Mike Hurst produce dunque il primo singolo per la Deram, "I love my dog", cui fanno seguito due discreti successi nel 1967: la famosa "Matthew and son" (n.2 in classifica) e "I'm gonna get me a gun".
Iì primo album, "Matthew and son", procura a Cat Stevens una notevole pubblicità grazie anche a due brani portati al successo da altri artisti: "The first cut is the deepest" (P.P Arnold) e "Here comes my baby" (Tremeloes). Il momento di grazia è confermato da una serie di tour inglesi con artisti dal nome altisonante quali Jimi Hendrix e Engelbert Humperdinck. Alla fine del 1967 tuttavia Stevens subisce una profonda crisi spirituale: è stanco di fare la pop-star, disilluso dalle false promesse garantite da quel ruolo e refrattario ad ulteriori compromessi. Inoltre soffre di una grave forma di tubercolosi che lo costringerà a restare lontano dalle scene per due anni.
Durante questo periodo di riposo forzato la sua creatività rimane comunque sempre accesa. Scrive parecchie canzoni, stavolta però con un taglio decisamente più impegnato. Il materiale che ne esce sarà la base del primo album del decennio che si sta aprendo, gli anni '70, il famoso "Mona Bone Jakon", poi rivelatosi grande successo di critica e di pubblico. Le bislacche composizioni post beat che lo avevano fatto conoscere nel decennio precedente lasciano il posto a delicati acquarelli d'autore, cantati con voce suadente e semplice accompagnamento (il chitarrista Alun Davies è il suo più fido collaboratore).

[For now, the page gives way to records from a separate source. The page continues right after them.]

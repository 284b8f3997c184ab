//! Installer resources: strategy definitions Tools reference by name.

use super::commands::CommandSet;
use super::{ResourceId, ResourceKind, StrategyKind};
use crate::core::TomeiError;
use serde::{Deserialize, Serialize};

/// A named installation strategy.
///
/// - `download`: the built-in fetch/verify/extract pipeline, usually paired
///   with a package resolver registered under this installer's name
/// - `delegation`: drives a foreign toolchain (exactly one of `runtimeRef`
///   or `toolRef`) with user-declared commands
/// - `commands`: standalone user-declared commands, no references
#[derive(Debug, Clone, PartialEq, Eq, Serialize, Deserialize)]
#[serde(rename_all = "camelCase", deny_unknown_fields)]
pub struct InstallerSpec {
    pub strategy: StrategyKind,
    #[serde(skip_serializing_if = "Option::is_none")]
    pub runtime_ref: Option<String>,
    #[serde(skip_serializing_if = "Option::is_none")]
    pub tool_ref: Option<String>,
    #[serde(skip_serializing_if = "Option::is_none")]
    pub commands: Option<CommandSet>,
}

impl InstallerSpec {
    pub fn validate(&self, name: &str) -> Result<(), TomeiError> {
        let resource = format!("Installer/{name}");
        match self.strategy {
            StrategyKind::Download => {
                if self.runtime_ref.is_some() || self.tool_ref.is_some() || self.commands.is_some()
                {
                    return Err(TomeiError::Schema {
                        resource,
                        field: "strategy".to_string(),
                        reason: "download installers carry no refs or commands".to_string(),
                    });
                }
            }
            StrategyKind::Delegation => {
                match (&self.runtime_ref, &self.tool_ref) {
                    (Some(_), Some(_)) => {
                        return Err(TomeiError::Schema {
                            resource,
                            field: "runtimeRef".to_string(),
                            reason: "delegation takes runtimeRef or toolRef, not both".to_string(),
                        });
                    }
                    (None, None) => {
                        return Err(TomeiError::Schema {
                            resource,
                            field: "runtimeRef".to_string(),
                            reason: "delegation requires exactly one of runtimeRef or toolRef"
                                .to_string(),
                        });
                    }
                    _ => {}
                }
                self.require_install_command(&resource)?;
            }
            StrategyKind::Commands => {
                if self.runtime_ref.is_some() || self.tool_ref.is_some() {
                    return Err(TomeiError::Schema {
                        resource,
                        field: "strategy".to_string(),
                        reason: "commands installers carry no refs".to_string(),
                    });
                }
                self.require_install_command(&resource)?;
            }
        }
        Ok(())
    }

    fn require_install_command(&self, resource: &str) -> Result<(), TomeiError> {
        let has_install = self.commands.as_ref().is_some_and(|c| c.install.is_some());
        if has_install {
            Ok(())
        } else {
            Err(TomeiError::Schema {
                resource: resource.to_string(),
                field: "commands.install".to_string(),
                reason: "an install command is required".to_string(),
            })
        }
    }

    pub fn dependencies(&self) -> Vec<ResourceId> {
        let mut deps = Vec::new();
        if let Some(runtime) = &self.runtime_ref {
            deps.push(ResourceId::new(ResourceKind::Runtime, runtime));
        }
        if let Some(tool) = &self.tool_ref {
            deps.push(ResourceId::new(ResourceKind::Tool, tool));
        }
        deps
    }
}
//! Planning over YAML-loaded manifests: cycle rejection, removal safety,
//! and the install/no-op invariants end to end through the loader.

mod fixtures;

use fixtures::TestEnv;
use std::sync::Arc;
use tomei::manifest::{Loader, YamlParser};
use tomei::planner::{Action, UpdateFlags, plan};
use tomei::state::{State, StateEntry, StateStore};

fn load(env: &TestEnv) -> Vec<tomei::resource::Resource> {
    Loader::new(Arc::new(YamlParser)).load(&[env.config_dir.clone()]).unwrap()
}

#[test]
fn declared_set_installs_onto_empty_state() {
    let env = TestEnv::new();
    env.write_manifest(
        "tools.yaml",
        r#"
apiVersion: tomei.terassyi.net/v1beta1
kind: Tool
metadata:
  name: gh
spec:
  installerRef: download
  version: 2.86.0
  source:
    url: https://example.com/gh.tar.gz
    checksum: sha256:1111111111111111111111111111111111111111111111111111111111111111
---
apiVersion: tomei.terassyi.net/v1beta1
kind: Tool
metadata:
  name: rg
spec:
  installerRef: download
  version: 14.1.0
  source:
    url: https://example.com/rg.tar.gz
"#,
    );

    let resources = load(&env);
    let plan = plan(&resources, &State::new(), UpdateFlags::default()).unwrap();
    assert!(resources.iter().all(|r| plan.action(&r.id()) == Action::Install));
    assert_eq!(plan.summary.install, 2);
}

#[test]
fn cycle_between_installer_and_tool_is_rejected() {
    let env = TestEnv::new();
    env.write_manifest(
        "cycle.yaml",
        r#"
apiVersion: tomei.terassyi.net/v1beta1
kind: Installer
metadata:
  name: a
spec:
  strategy: delegation
  toolRef: b
  commands:
    install: "a install {{.Package}}"
---
apiVersion: tomei.terassyi.net/v1beta1
kind: Tool
metadata:
  name: b
spec:
  installerRef: a
  version: 1.0.0
  package: example.com/b
"#,
    );

    let resources = load(&env);
    let err = plan(&resources, &State::new(), UpdateFlags::default()).unwrap_err();
    assert_eq!(err.code(), "E101");
    let message = err.to_string();
    assert!(message.contains("Installer/a"));
    assert!(message.contains("Tool/b"));
}

#[test]
fn removing_a_runtime_with_a_surviving_tool_is_blocked() {
    let env = TestEnv::new();

    // Persisted state: runtime go plus a tool that rides on it.
    let store = StateStore::new(&env.data_dir);
    let mut state = State::new();
    state.insert(StateEntry::Runtime(fixtures::runtime_state("go", "1.25.6", "sha256:aa")));
    let mut gopls = fixtures::tool_state("gopls", "0.21.0", "sha256:bb");
    gopls.runtime_ref = Some("go".to_string());
    state.insert(StateEntry::Tool(gopls));
    store.save(&state).unwrap();

    // Manifests keep gopls but drop the runtime.
    env.write_manifest(
        "gopls.yaml",
        r#"
apiVersion: tomei.terassyi.net/v1beta1
kind: Tool
metadata:
  name: gopls
spec:
  installerRef: download
  runtimeRef: go
  version: 0.21.0
  package: golang.org/x/tools/gopls
"#,
    );

    let resources = load(&env);
    let loaded_state = store.load().unwrap();
    let err = plan(&resources, &loaded_state, UpdateFlags::default()).unwrap_err();
    assert_eq!(err.code(), "E103");
    assert!(err.to_string().contains("Tool/gopls"));
}

#[test]
fn unresolved_reference_is_a_load_time_error() {
    let env = TestEnv::new();
    env.write_manifest(
        "tool.yaml",
        r#"
apiVersion: tomei.terassyi.net/v1beta1
kind: Tool
metadata:
  name: gofumpt
spec:
  installerRef: download
  runtimeRef: go
  version: 0.7.0
  package: mvdan.cc/gofumpt
"#,
    );

    // Neither declared nor installed: the reference cannot be satisfied.
    let resources = load(&env);
    let err = plan(&resources, &State::new(), UpdateFlags::default()).unwrap_err();
    assert_eq!(err.code(), "E102");
    assert!(err.to_string().contains("Runtime/go"));
}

La formula si rivela felice e dopo aver sbancato con la celebre Lady D'Arbanville si ripete con "Tea for Tillermann" e soprattutto con la celeberrima "Father & Son", apologo strappacuore sul rapporto fra la vecchia e la nuova generazione. La buona fortuna di Cat Stevens prosegue almeno fino alla metà dei '70, con facili armonie che si rifanno alla tradizione (non solo britannica, ma anche a quella della mai dimenticata Grecia): "Moming has broken", "Peace train" e "Moonshadow" sono i pezzi più celebri del periodo.
Col tempo il repertorio si fa più ricercato (forse troppo), con orchestrazioni e uso degli strumenti elettronici che pesano sulla delicata vena originale. La critica mette in rilievo questa involuzione ma Stevens ha l'aria di non curarsene. Vive fuori dal "giro" rock, addirittura in Brasile (si dice per motivi fiscali) tiene rarissimi concerti e devolve buona parte dei suoi guadagni all'Unesco. Il distacco dalle cose del mondo non è solo misantropia ma un radicato segno di spiritualità. Nel 1979 Stevens lo dimostra in maniera clamorosa, convertendosi alla religione musulmana e spogliandosi di ogni bene (anche dei molti dischi d'oro guadagnati nel corso della carriera). Di lui, ormai ribattezzato Yosef Islam secondo il nuovo credo, si sono perse le tracce, se non per fugaci apparizioni.